What does this mean to you? That small, intense plasma beam is extremely powerful and can cut through metal with ease. This also means it can wear out consumables. We get calls from time to time about customers that have had issues with their plasma cutters. The symptoms are often that the plasma cutter won’t initiate an arc on the metal, or the arc will start and stop erratically while you’re cutting. I decided to put together a few causes for those sort of issues. Hopefully one of them can save you time when diagnosing an issue with your plasma cutter.
1.Initiating an arc with no or too little air pressure- Without the air to cool the consumables the arc alone can super-heat the electrode and burn up the tungsten found in the center of the electrode almost instantly. It can happen easily and in an instant.
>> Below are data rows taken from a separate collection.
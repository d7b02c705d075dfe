//! In-process adapters for the executor's collaborators.
//!
//! These back the client and runtime traits with memory so the executor can run
//! standalone (local development, tests, benches).

pub mod catalog;
pub mod queue;
pub mod recorder;
pub mod repo;
pub mod runtime;

pub use catalog::MemCatalog;
pub use queue::MemQueue;
pub use recorder::MemRecorder;
pub use repo::MemRepo;
pub use runtime::{FnRuntime, Guest, Handler};
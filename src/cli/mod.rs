pub mod convert;
pub mod currencies;
pub mod setup;
pub mod table;
pub mod ui;
pub mod watch;
use crate::core::currency::Currency;
use crate::core::rates::{RatesProvider, RatesSnapshot};
use anyhow::{Context, Result, anyhow};
use async_trait::async_trait;
use chrono::NaiveDate;
use indexmap::IndexMap;
use rust_decimal::Decimal;
use serde::Deserialize;
use std::time::Duration;
use tracing::{debug, instrument, warn};

pub const DEFAULT_BASE_URL: &str = "https://api.frankfurter.app";
pub const DEFAULT_TIMEOUT: Duration = Duration::from_secs(10);

// RatesApiProvider fetches `/latest?base=<SYMBOL>` from a rates API
pub struct RatesApiProvider {
    base_url: String,
    client: reqwest::Client,
}

impl RatesApiProvider {
    pub fn new(base_url: &str, timeout: Duration) -> Result<Self> {
        let client = reqwest::Client::builder()
            .user_agent(concat!("ratewatch/", env!("CARGO_PKG_VERSION")))
            .timeout(timeout)
            .build()
            .context("Failed to build HTTP client")?;
        Ok(RatesApiProvider {
            base_url: base_url.trim_end_matches('/').to_string(),
            client,
        })
    }
}

#[derive(Debug, Deserialize)]
struct LatestRatesResponse {
    base: String,
    date: NaiveDate,
    rates: IndexMap<String, Decimal>,
}

impl TryFrom<LatestRatesResponse> for RatesSnapshot {
    type Error = anyhow::Error;

    fn try_from(response: LatestRatesResponse) -> Result<Self> {
        let rates = response
            .rates
            .into_iter()
            .filter_map(|(symbol, rate)| match symbol.parse::<Currency>() {
                Ok(currency) => Some((currency, rate)),
                Err(e) => {
                    warn!(%symbol, error = %e, "Skipping rate with an invalid symbol");
                    None
                }
            })
            .collect();
        Ok(RatesSnapshot {
            base: response.base.parse()?,
            date: response.date,
            rates,
        })
    }
}

#[async_trait]
impl RatesProvider for RatesApiProvider {
    #[instrument(name = "RatesFetch", skip(self), fields(base = %base))]
    async fn fetch_rates(&self, base: &Currency) -> Result<RatesSnapshot> {
        let url = format!("{}/latest?base={}", self.base_url, base);
        debug!("Requesting rates from {}", url);

        let response = self
            .client
            .get(&url)
            .send()
            .await
            .map_err(|e| anyhow!("Request error: {} for base: {} URL: {}", e, base, url))?;

        if !response.status().is_success() {
            return Err(anyhow!(
                "HTTP error: {} for base: {}",
                response.status(),
                base
            ));
        }

        let text = response
            .text()
            .await
            .with_context(|| format!("Failed to read response for base: {base}"))?;

        let data: LatestRatesResponse = serde_json::from_str(&text)
            .map_err(|e| anyhow!("Failed to parse JSON response for {}: {}", base, e))?;

        let snapshot = RatesSnapshot::try_from(data)
            .with_context(|| format!("Invalid rates response for base: {base}"))?;
        debug!(count = snapshot.rates.len(), date = %snapshot.date, "Received rates");
        Ok(snapshot)
    }
}
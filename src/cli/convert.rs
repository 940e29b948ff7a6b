use super::table::{RateTable, heading};
use super::ui;
use crate::core::RateEntry;
use crate::core::RatesProvider;
use crate::core::rebase::rebase;
use anyhow::{Context, Result, bail};
use tracing::debug;

/// Fetches one snapshot for `base` and prints the converted table.
pub async fn run(provider: &dyn RatesProvider, base: &RateEntry) -> Result<()> {
    let spinner = ui::new_spinner(&format!("Fetching rates for {}...", base.currency));
    let result = provider.fetch_rates(&base.currency).await;
    spinner.finish_and_clear();

    let snapshot =
        result.with_context(|| format!("Failed to fetch rates for {}", base.currency))?;
    if snapshot.base != base.currency {
        bail!(
            "Requested rates for {} but received {}",
            base.currency,
            snapshot.base
        );
    }
    debug!(count = snapshot.rates.len(), date = %snapshot.date, "Received rates");

    let rates = rebase(&snapshot, base, None);
    let mut table = RateTable::default();
    table.update(&rates, &[]);

    println!("{}", heading(base, snapshot.date));
    println!("{}", table.render());
    Ok(())
}
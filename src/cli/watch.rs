use super::table::{RateTable, heading};
use super::ui::{self, StyleType};
use crate::core::amount::parse_amount;
use crate::core::{Currency, RateEntry, RatesProvider, RatesUpdate, RatesViewModel};
use anyhow::{Context, Result, bail};
use rust_decimal::Decimal;
use std::sync::Arc;
use std::time::Duration;
use tokio::io::{AsyncBufReadExt, BufReader, Lines, Stdin};
use tracing::{debug, info, warn};

/// Flags of the `watch` subcommand. Unset values come from the config.
#[derive(Debug, Clone, Default)]
pub struct WatchOptions {
    pub base: Option<Currency>,
    pub amount: Option<String>,
    pub interval_ms: Option<u64>,
    /// Stop after this many updates.
    pub updates: Option<usize>,
    /// Read commands from stdin.
    pub interactive: bool,
}

/// A line typed while watching.
#[derive(Debug, Clone, PartialEq)]
pub enum Command {
    Quit,
    ClearAmount,
    Amount(Decimal),
    /// Zero-based row position.
    SelectRow(usize),
    SelectCurrency(Currency),
}

pub fn parse_command(line: &str) -> Result<Command> {
    let line = line.trim();
    match line {
        "q" | "quit" => return Ok(Command::Quit),
        "-" => return Ok(Command::ClearAmount),
        _ => {}
    }

    if let Some(row) = line.strip_prefix('#') {
        let row: usize = row
            .trim()
            .parse()
            .with_context(|| format!("Invalid row number: {row}"))?;
        if row == 0 {
            bail!("Rows are numbered from 1");
        }
        return Ok(Command::SelectRow(row - 1));
    }

    if line.chars().any(|c| c.is_ascii_alphabetic()) {
        return Ok(Command::SelectCurrency(line.parse()?));
    }

    Ok(match parse_amount(line)? {
        Some(amount) => Command::Amount(amount),
        None => Command::ClearAmount,
    })
}

pub async fn run(
    provider: Arc<dyn RatesProvider>,
    base: RateEntry,
    interval: Duration,
    options: &WatchOptions,
) -> Result<()> {
    info!(base = %base.currency, ?interval, "Watching rates");

    let mut view_model = RatesViewModel::new(provider, interval, base);
    let mut table = RateTable::default();
    let mut lines = options
        .interactive
        .then(|| BufReader::new(tokio::io::stdin()).lines());
    let mut received = 0;

    if options.interactive {
        println!(
            "{}",
            ui::style_text(
                "Type an amount, a currency symbol, #N to pick a row, - to clear or q to quit",
                StyleType::Subtle
            )
        );
    }

    let spinner = ui::new_spinner("Fetching rates...");
    view_model.start();

    loop {
        tokio::select! {
            update = view_model.next_update() => {
                let Some(update) = update else {
                    spinner.finish_and_clear();
                    bail!("Rate polling stopped unexpectedly");
                };
                spinner.finish_and_clear();
                print_update(&mut table, view_model.base(), update);

                received += 1;
                if options.updates.is_some_and(|limit| received >= limit) {
                    debug!(received, "Update limit reached");
                    break;
                }
            }
            line = next_line(&mut lines) => {
                match line {
                    Ok(Some(line)) => {
                        if !handle_line(&mut view_model, &line) {
                            break;
                        }
                    }
                    Ok(None) => {
                        debug!("Input closed");
                        lines = None;
                    }
                    Err(e) => {
                        warn!(error = %e, "Failed to read input");
                        lines = None;
                    }
                }
            }
            _ = tokio::signal::ctrl_c() => {
                debug!("Interrupted");
                break;
            }
        }
    }

    spinner.finish_and_clear();
    view_model.stop();
    Ok(())
}

async fn next_line(lines: &mut Option<Lines<BufReader<Stdin>>>) -> std::io::Result<Option<String>> {
    match lines {
        Some(lines) => lines.next_line().await,
        None => std::future::pending().await,
    }
}

/// Applies one input line. Returns `false` when the user quits.
fn handle_line(view_model: &mut RatesViewModel, line: &str) -> bool {
    let command = match parse_command(line) {
        Ok(command) => command,
        Err(e) => {
            println!("{}", ui::style_text(&format!("{e:#}"), StyleType::Error));
            return true;
        }
    };
    debug!(?command, "Input command");

    match command {
        Command::Quit => return false,
        Command::ClearAmount => view_model.set_multiplier(None),
        Command::Amount(amount) => view_model.set_multiplier(Some(amount)),
        Command::SelectRow(position) => {
            if !view_model.select(position) {
                println!(
                    "{}",
                    ui::style_text(&format!("No row #{} to select", position + 1), StyleType::Error)
                );
            }
        }
        Command::SelectCurrency(currency) => {
            if currency != view_model.base().currency && !view_model.select_currency(&currency) {
                println!(
                    "{}",
                    ui::style_text(&format!("{currency} is not in the list"), StyleType::Error)
                );
            }
        }
    }
    true
}

fn print_update(table: &mut RateTable, base: &RateEntry, update: RatesUpdate) {
    match update {
        RatesUpdate::Rates {
            rates,
            changes,
            as_of,
        } => {
            table.update(&rates, &changes);
            ui::print_separator();
            println!("{}", heading(base, as_of));
            println!("{}", table.render());
        }
        RatesUpdate::Failure => {
            let message = if table.is_empty() {
                "Failed to fetch rates, retrying".to_string()
            } else {
                "Failed to fetch rates, showing last known values".to_string()
            };
            println!("{}", ui::style_text(&message, StyleType::Error));
        }
    }
}
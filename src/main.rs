use anyhow::Result;
use clap::{Args, CommandFactory, Parser, Subcommand};
use ratewatch::cli::setup::setup;
use ratewatch::cli::watch::WatchOptions;
use ratewatch::core::Currency;
use ratewatch::core::log::init_logging;

#[derive(Parser)]
#[command(version, about)]
struct Cli {
    /// Enable verbose logging
    #[arg(short, long, global = true)]
    verbose: bool,

    /// Path to optional configuration file
    #[arg(short, long, global = true)]
    config_path: Option<String>,

    #[command(subcommand)]
    command: Option<Commands>,
}

#[derive(Args)]
struct BaseArgs {
    /// Base currency symbol, e.g. EUR
    #[arg(short, long)]
    base: Option<Currency>,

    /// Amount of the base currency to convert
    #[arg(short, long, allow_hyphen_values = true)]
    amount: Option<String>,
}

#[derive(Subcommand)]
enum Commands {
    /// Create default configuration
    Setup,
    /// Show live rates, refreshed on every poll
    Watch {
        #[command(flatten)]
        base: BaseArgs,

        /// Delay between fetches in milliseconds
        #[arg(long)]
        interval_ms: Option<u64>,

        /// Exit after this many updates
        #[arg(long)]
        updates: Option<usize>,

        /// Do not read commands from stdin
        #[arg(long)]
        no_input: bool,
    },
    /// Convert an amount once and exit
    Convert {
        #[command(flatten)]
        base: BaseArgs,
    },
    /// List known currencies
    Currencies,
}

impl From<Commands> for ratewatch::AppCommand {
    fn from(cmd: Commands) -> ratewatch::AppCommand {
        match cmd {
            Commands::Watch {
                base,
                interval_ms,
                updates,
                no_input,
            } => ratewatch::AppCommand::Watch(WatchOptions {
                base: base.base,
                amount: base.amount,
                interval_ms,
                updates,
                interactive: !no_input,
            }),
            Commands::Convert { base } => ratewatch::AppCommand::Convert {
                base: base.base,
                amount: base.amount,
            },
            Commands::Currencies => ratewatch::AppCommand::Currencies,
            Commands::Setup => unreachable!("Setup command should be handled separately"),
        }
    }
}

#[tokio::main]
async fn main() -> Result<()> {
    let cli = Cli::parse();

    init_logging(cli.verbose);

    let result = match cli.command {
        Some(Commands::Setup) => setup(),
        Some(cmd) => ratewatch::run_command(cmd.into(), cli.config_path.as_deref()).await,
        None => {
            Cli::command().print_help()?;
            Ok(())
        }
    };

    if let Err(e) = &result {
        tracing::error!(error = %e, "Application failed");
    }
    result
}
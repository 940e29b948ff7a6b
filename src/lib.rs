pub mod cli;
pub mod core;
pub mod providers;

use crate::cli::watch::WatchOptions;
use crate::core::amount::parse_amount;
use crate::core::config::{AppConfig, poll_interval_from_millis};
use crate::core::{Currency, RateEntry, RatesProvider};
use crate::providers::RatesApiProvider;
use anyhow::{Context, Result};
use std::sync::Arc;
use std::time::Duration;
use tracing::{debug, info};

pub enum AppCommand {
    Watch(WatchOptions),
    Convert {
        base: Option<Currency>,
        amount: Option<String>,
    },
    Currencies,
}

pub async fn run_command(command: AppCommand, config_path: Option<&str>) -> Result<()> {
    info!("ratewatch starting...");

    if let AppCommand::Currencies = command {
        cli::currencies::run();
        return Ok(());
    }

    let config = match config_path {
        Some(path) => AppConfig::load_from_path(path)?,
        None => AppConfig::load()?,
    };
    debug!("Loaded config: {config:#?}");

    let provider = RatesApiProvider::new(&config.provider.base_url, config.provider.timeout())?;

    match command {
        AppCommand::Watch(options) => {
            let base = resolve_base(&config, options.base.clone(), options.amount.as_deref())?;
            let interval = resolve_interval(&config, options.interval_ms)?;
            let provider: Arc<dyn RatesProvider> = Arc::new(provider);
            cli::watch::run(provider, base, interval, &options).await
        }
        AppCommand::Convert { base, amount } => {
            let base = resolve_base(&config, base, amount.as_deref())?;
            cli::convert::run(&provider, &base).await
        }
        AppCommand::Currencies => Ok(()),
    }
}

fn resolve_interval(config: &AppConfig, interval_ms: Option<u64>) -> Result<Duration> {
    match interval_ms {
        Some(millis) => poll_interval_from_millis(millis).context("Invalid --interval-ms"),
        None => config.poll_interval(),
    }
}

/// Builds the starting base entry; flags win over the config file.
fn resolve_base(
    config: &AppConfig,
    base: Option<Currency>,
    amount: Option<&str>,
) -> Result<RateEntry> {
    let currency = base.unwrap_or_else(|| config.base.clone());
    let multiplier = match amount {
        Some(amount) => parse_amount(amount).context("Invalid --amount")?,
        None => config.multiplier()?,
    };
    Ok(RateEntry::base(currency, multiplier))
}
Say you forgot to flip the pressure valve to feed your airline and hit the trigger once or twice before realizing what the issue is, you probably damaged your electrode.
2. Too slow of travel speed when cutting- Moving excessively slow when cutting (especially at higher amps) overheats the torch consumables and can cause the parts to wear out prematurely. It can also cause the arc to terminate.
3. Dragging the Torch Nozzle on work piece- This is a common mistake beginners make. It can overheat the nozzle and it also exposes the nozzle to an abundance of slag which can wear it out extremely quick.
4. Inadequate Water separator or air dryer on compressor or internal separator full. Water in the air stream will “put the fire out” in the torch. It can cause the arc to be erratic and unstable and may seem like the plasma cutter isn’t working correctly. Make sure at the least you are running a small disposable in-line water separator or upgrade to a desiccant system on your compressor. The internal plasma cutter’s separator should be checked or drained periodically.
5. Too long or small of an extension cord being used on the machine- If you have a low quality, thin gauge extension cord or too long of a cord the machine could have trouble initiating an arc or it won’t cut metal as thick as rated or the settings on machine don’t match what it can cut.
Below are some samples of bad consumables. If your nozzle has an elnlarged, oblong, or otherwise gouged out center it will cause the plasma beam to wander and will lose it’s punch. If you allow it to get too worn like seen below, it will burn a divot into the center of the electrode, thus burning out the conductive tungsten that’s creates the arc in the electrode. Lastly if you get the torch too hot or you light up the torch with no air pressure it can overheat and melt the swirl cup/diffusor and it may look something like below. This will cause the air to fail to mix in the torch and will make an unstable arc. The moral of the story is to be sure to inspect your torch parts regularly and make sure that none are worn out.